Women in countries where menstrual leave is already commonplace face the same social pressure issues. Many women in South Korea and China have never taken a day off for their periods — despite their right to — out of fear of embarrassment, suspicion and sexual harassment from coworkers.
These Asian countries are decades ahead of the United States in formal policy, but their cultural acceptance of menstruation has yet to catch up. Despite providing menstrual leave, Chinese women are actively encouraged to avoid tampons until after marriage out of fear that potential suitors will doubt their virginity.
The line between medical necessity and an excuse to discriminate against women at work is ultrafine. In the United States, instituting menstrual leave could seriously influence how we view periods in society. But it raises the question about whether women can afford to let their value as employees face further scrutiny in a country where there is already a long-standing wage gap.
Giving women extra paid time off from work does, technically, raise the cost of hiring them by a small margin. Tim Worstall, a columnist at Forbes, ran the numbers. In an average working month, there are between 22 and 23 days of work. If women were given one day of period leave each month, and all of them took it, he theorized that we could expect the wage gap to widen by roughly 5 percent relative to those not being granted the leave.
Still, that’s not necessarily an excuse to ignore pushing for more leave. It’s worth considering whether menstruating women can be just as productive, if not more, than non-menstruating workers when given a fair break.

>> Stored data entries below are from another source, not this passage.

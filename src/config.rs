//! Configuration management
//!
//! This module handles loading and managing configuration from:
//! - Command-line arguments
//! - Environment variables
//! - Configuration files (TOML)
//! - Defaults

use crate::error::{Error, Result};
use crate::indexer::ConflictPolicy;
use serde::{Deserialize, Serialize};
use std::path::PathBuf;

/// Top-level configuration
#[derive(Debug, Clone, Serialize, Deserialize, Default)]
pub struct Config {
    #[serde(default)]
    pub indexer: IndexerConfig,

    #[serde(default)]
    pub bitcoin: BitcoinConfig,

    #[serde(default)]
    pub spaced: SpacedConfig,

    #[serde(default)]
    pub rpc: RpcConfig,

    #[serde(default)]
    pub logging: LoggingConfig,
}

/// Indexing run settings
#[derive(Debug, Clone, Serialize, Deserialize)]
pub struct IndexerConfig {
    /// First block height to process
    #[serde(default = "default_start_height")]
    pub start_height: u64,

    /// Last block height to process (defaults to the chain tip)
    pub end_height: Option<u64>,

    /// Policy for records arriving after a terminal action
    #[serde(default)]
    pub conflict_policy: ConflictPolicy,

    /// Seconds between polls in watch mode
    #[serde(default = "default_poll_interval")]
    pub poll_interval_secs: u64,
}

/// Bitcoin Core RPC configuration
#[derive(Debug, Clone, Serialize, Deserialize)]
pub struct BitcoinConfig {
    #[serde(default = "default_bitcoin_url")]
    pub url: String,

    /// RPC user
    pub user: Option<String>,

    /// RPC password
    pub password: Option<String>,
}

/// spaced RPC configuration
#[derive(Debug, Clone, Serialize, Deserialize)]
pub struct SpacedConfig {
    #[serde(default = "default_spaced_url")]
    pub url: String,
}

/// Shared RPC client settings
#[derive(Debug, Clone, Serialize, Deserialize)]
pub struct RpcConfig {
    #[serde(default = "default_timeout")]
    pub timeout_secs: u64,

    /// Maximum number of retries for transport failures
    #[serde(default = "default_max_retries")]
    pub max_retries: u32,

    #[serde(default = "default_retry_delay")]
    pub retry_delay_ms: u64,
}

/// Logging configuration
#[derive(Debug, Clone, Serialize, Deserialize)]
pub struct LoggingConfig {
    /// Log level (debug, info, warn, error)
    #[serde(default = "default_log_level")]
    pub level: String,
}

// Default value functions

/// Spaces protocol activation height on testnet4
fn default_start_height() -> u64 {
    2_865_460
}

fn default_poll_interval() -> u64 {
    30
}

fn default_bitcoin_url() -> String {
    "http://localhost:18332".to_string()
}

fn default_spaced_url() -> String {
    "http://localhost:22221".to_string()
}

fn default_timeout() -> u64 {
    30
}

fn default_max_retries() -> u32 {
    3
}

fn default_retry_delay() -> u64 {
    1000
}

fn default_log_level() -> String {
    "info".to_string()
}

// Default implementations

impl Default for IndexerConfig {
    fn default() -> Self {
        Self {
            start_height: default_start_height(),
            end_height: None,
            conflict_policy: ConflictPolicy::default(),
            poll_interval_secs: default_poll_interval(),
        }
    }
}

impl Default for BitcoinConfig {
    fn default() -> Self {
        Self {
            url: default_bitcoin_url(),
            user: None,
            password: None,
        }
    }
}

impl Default for SpacedConfig {
    fn default() -> Self {
        Self {
            url: default_spaced_url(),
        }
    }
}

impl Default for RpcConfig {
    fn default() -> Self {
        Self {
            timeout_secs: default_timeout(),
            max_retries: default_max_retries(),
            retry_delay_ms: default_retry_delay(),
        }
    }
}

impl Default for LoggingConfig {
    fn default() -> Self {
        Self {
            level: default_log_level(),
        }
    }
}

impl Config {
    /// Load configuration from file
    pub fn from_file(path: impl Into<PathBuf>) -> Result<Self> {
        let path = path.into();
        let contents = std::fs::read_to_string(&path)
            .map_err(|e| Error::Config(format!("Failed to read config file {:?}: {}", path, e)))?;

        let config: Config = toml::from_str(&contents)
            .map_err(|e| Error::Config(format!("Failed to parse config file {:?}: {}", path, e)))?;

        Ok(config)
    }

    /// Load configuration from default locations
    ///
    /// Searches in order:
    /// 1. ./config.toml
    /// 2. ~/.spaces-indexer/config.toml
    /// 3. /etc/spaces-indexer/config.toml
    pub fn load() -> Result<Self> {
        let mut paths = vec![PathBuf::from("config.toml")];
        if let Some(home) = dirs::home_dir() {
            paths.push(home.join(".spaces-indexer").join("config.toml"));
        }
        paths.push(PathBuf::from("/etc/spaces-indexer/config.toml"));

        for path in paths {
            if path.exists() {
                tracing::info!("Loading config from {:?}", path);
                return Self::from_file(path);
            }
        }

        tracing::info!("No config file found, using defaults");
        Ok(Config::default())
    }

    /// Bitcoin RPC credentials from config, falling back to environment
    ///
    /// Returns `None` when neither source provides both user and password.
    pub fn bitcoin_credentials(&self) -> Option<(String, String)> {
        let user = self
            .bitcoin
            .user
            .clone()
            .or_else(|| std::env::var("BITCOIN_RPC_USER").ok());
        let password = self
            .bitcoin
            .password
            .clone()
            .or_else(|| std::env::var("BITCOIN_RPC_PASSWORD").ok());

        match (user, password) {
            (Some(user), Some(password)) => Some((user, password)),
            (Some(_), None) | (None, Some(_)) => {
                tracing::warn!("Incomplete Bitcoin RPC credentials, connecting without auth");
                None
            }
            (None, None) => None,
        }
    }
}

This is not an argument to highlight the fragility of women or to promote the importance of women as our future babymakers. Nor is it meant to champion those who can work through their periods or condemn those who can’t. It’s merely a request for greater understanding about something half the population goes through on a regular basis. An unavoidable bodily function should not leave women suffering financial or social consequences.
A 2009 study from the American Economic Journal followed a 28-day cycle for women under the age of 45 to see how women take their already allotted sick leave. According to the findings, women are already taking days off for their periods, they’re just doing so with the same amount of sick days as their non-menstruating co-workers. These women receive no fair compensation to account for needing time off more often.
Like most issues facing women, there’s a big double bind here that makes it almost impossible to reach a conclusion able to please all women.
On one hand, granting women menstrual leave is a step toward greater social acceptance of periods and accommodating women in the workforce. The problem can flip easily with this argument, though, painting women as beholden to their uteri and perpetuating stereotypes about female employment value.
In a more ideal world, all feminists would support paid period leave because they wouldn’t have to account for the ways this policy may negatively impact deeply rooted institutional sexism. But granting women the right to paid period leave can affect these social issues in a positive way too, by facilitating education that extends past periods to all women’s issues — both inside and outside the office.
It’s certain there are many issues plaguing the desire for gender equality in America, but to put off pushing for women’s rights in terms of menstrual leave is akin to a metaphorical, and literal, kick in the groin.